Researchers have chased the source of cacao’s cadmium contamination for years. An array of distinct sampling methods and sites led to mixed results. University of Illinois scientists consider the soil factors influencing cadmium’s ride into cacao beans. They aimed feasible and cost-effective ways farmers can minimize uptake.
Scientists re-analysed thousands of data points reported in dozens of published studies. Studies of cacao cropping systems around the world. The study has been published in PLOS ONE.
Acidic pH values also contributed to bioaccumulation of cadmium in leaves and beans.
Scientists understood the routes of cadmium into the bean is the first step to mitigating its uptake. There is more reason than ever to keep cadmium levels low.

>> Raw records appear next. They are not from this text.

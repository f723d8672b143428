use std::{fmt, str::FromStr};

/// Rec.709 luminance weights of the linear red, green and blue channels
pub const LUMA_WEIGHTS: [f64; 3] = [0.2126, 0.7152, 0.0722];

/// Same weights in 16-bit fixed point, they sum up to `1 << 16`
const LUMA_WEIGHTS_FIXED: [u32; 3] = [13933, 46871, 4732];

/// Non-premultiplied sRGB color packed as u32 value (ABGR on little-endian)
#[derive(Clone, Copy, PartialEq, Eq, Hash, PartialOrd, Ord, Default)]
pub struct RGBA(u32);

impl RGBA {
    pub const TRANSPARENT: Self = Self::new(0, 0, 0, 0);
    pub const BLACK: Self = Self::new(0, 0, 0, 255);
    pub const WHITE: Self = Self::new(255, 255, 255, 255);

    pub const fn new(r: u8, g: u8, b: u8, a: u8) -> Self {
        Self(((a as u32) << 24) | ((b as u32) << 16) | ((g as u32) << 8) | (r as u32))
    }

    pub const fn alpha(self) -> u8 {
        ((self.0 >> 24) & 0xff) as u8
    }

    pub const fn blue(self) -> u8 {
        ((self.0 >> 16) & 0xff) as u8
    }

    pub const fn green(self) -> u8 {
        ((self.0 >> 8) & 0xff) as u8
    }

    pub const fn red(self) -> u8 {
        (self.0 & 0xff) as u8
    }

    /// Whether color is fully opaque
    pub const fn is_opaque(self) -> bool {
        self.alpha() == 255
    }

    /// Override alpha component of the color
    pub const fn with_alpha(self, alpha: u8) -> Self {
        Self((self.0 & 0x00ff_ffff) | ((alpha as u32) << 24))
    }

    pub fn to_rgba(self) -> [u8; 4] {
        self.0.to_le_bytes()
    }

    pub fn to_rgb(self) -> [u8; 3] {
        let [r, g, b, _] = self.to_rgba();
        [r, g, b]
    }

    /// Relative luminance of the color in `[0, 1]`, alpha is ignored
    pub fn luminance(self) -> f64 {
        let [r, g, b] = self.to_rgb();
        let [wr, wg, wb] = LUMA_WEIGHTS;
        wr * srgb_to_linear(r as f64 / 255.0)
            + wg * srgb_to_linear(g as f64 / 255.0)
            + wb * srgb_to_linear(b as f64 / 255.0)
    }
}

impl From<[u8; 4]> for RGBA {
    fn from([r, g, b, a]: [u8; 4]) -> Self {
        Self::new(r, g, b, a)
    }
}

impl fmt::Debug for RGBA {
    fn fmt(&self, fmt: &mut fmt::Formatter<'_>) -> fmt::Result {
        write!(fmt, "RGBA({})", self)
    }
}

impl fmt::Display for RGBA {
    fn fmt(&self, f: &mut fmt::Formatter<'_>) -> fmt::Result {
        let [r, g, b, a] = self.to_rgba();
        write!(f, "#{:02x}{:02x}{:02x}", r, g, b)?;
        if a != 255 {
            write!(f, "{:02x}", a)?;
        }
        Ok(())
    }
}

impl FromStr for RGBA {
    type Err = ColorError;

    fn from_str(color: &str) -> Result<Self, Self::Err> {
        let hex = color.strip_prefix('#').ok_or(ColorError::HexExpected)?;
        if !matches!(hex.len(), 6 | 8) {
            return Err(ColorError::HexExpected);
        }
        let digit = |byte| match byte {
            b'A'..=b'F' => Ok(byte - b'A' + 10),
            b'a'..=b'f' => Ok(byte - b'a' + 10),
            b'0'..=b'9' => Ok(byte - b'0'),
            _ => Err(ColorError::HexExpected),
        };
        let mut rgba = [255u8; 4];
        for (channel, pair) in rgba.iter_mut().zip(hex.as_bytes().chunks(2)) {
            *channel = (digit(pair[0])? << 4) | digit(pair[1])?;
        }
        Ok(rgba.into())
    }
}

#[cfg(feature = "serde")]
impl serde::Serialize for RGBA {
    fn serialize<S: serde::Serializer>(&self, serializer: S) -> Result<S::Ok, S::Error> {
        serializer.collect_str(self)
    }
}

#[cfg(feature = "serde")]
impl<'de> serde::Deserialize<'de> for RGBA {
    fn deserialize<D: serde::Deserializer<'de>>(deserializer: D) -> Result<Self, D::Error> {
        let color = std::borrow::Cow::<'de, str>::deserialize(deserializer)?;
        color.parse().map_err(serde::de::Error::custom)
    }
}

/// Luminance of linear 16-bit channels, result is in `0..=0xFFFF`
#[inline]
pub fn luminance_u16(r: u16, g: u16, b: u16) -> u16 {
    let [wr, wg, wb] = LUMA_WEIGHTS_FIXED;
    ((wr * r as u32 + wg * g as u32 + wb * b as u32 + 0x8000) >> 16) as u16
}

/// Convert linear RGB color component into a sRGB color component
#[inline]
pub fn linear_to_srgb(value: f64) -> f64 {
    if value <= 0.0031308 {
        value * 12.92
    } else {
        1.055 * value.powf(1.0 / 2.4) - 0.055
    }
}

/// Convert sRGB color component into a linear RGB color component
#[inline]
pub fn srgb_to_linear(value: f64) -> f64 {
    if value <= 0.04045 {
        value / 12.92
    } else {
        ((value + 0.055) / 1.055).powf(2.4)
    }
}

#[derive(Debug, Clone, PartialEq, Eq)]
pub enum ColorError {
    HexExpected,
}

impl fmt::Display for ColorError {
    fn fmt(&self, f: &mut fmt::Formatter<'_>) -> fmt::Result {
        match self {
            ColorError::HexExpected => {
                write!(f, "Color expected to be #RRGGBB(AA) in hexidemical format")
            }
        }
    }
}

impl std::error::Error for ColorError {}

Recent EU regulations cap cadmium at 0.1 to 0.8 milligrams per kilogram. It depends on the cocoa product. The standard is forcing many companies to limit imports from cacao-producing regions in the global south. There soils are naturally high in the heavy metal.
Cadmium in cocoa products is a legitimate health concern. Chocolate is a leading source of dietary cadmium in non-smokers. The regulation is bad news for 8 million smallholder farmers for whom cacao is an important cash crop.
Liming soils brings down the acidity. It makes cadmium less soluble and less likely to be taken up by plants. Liming isn’t necessarily simple or affordable for Amazonian farmers. The product isn’t likely available at the corner store. Lime is relatively inexpensive in the U.S. It’s not cheap in high-poverty contexts.
But lime generally increases yield for cacao. It could have dual benefits. Liming could be worth the effort and cost.
The study offers no silver bullet for impoverished growers. But it provides a map for future research. Though researcher plans not to stop indulging in chocolate. Despite the dangers of cadmium.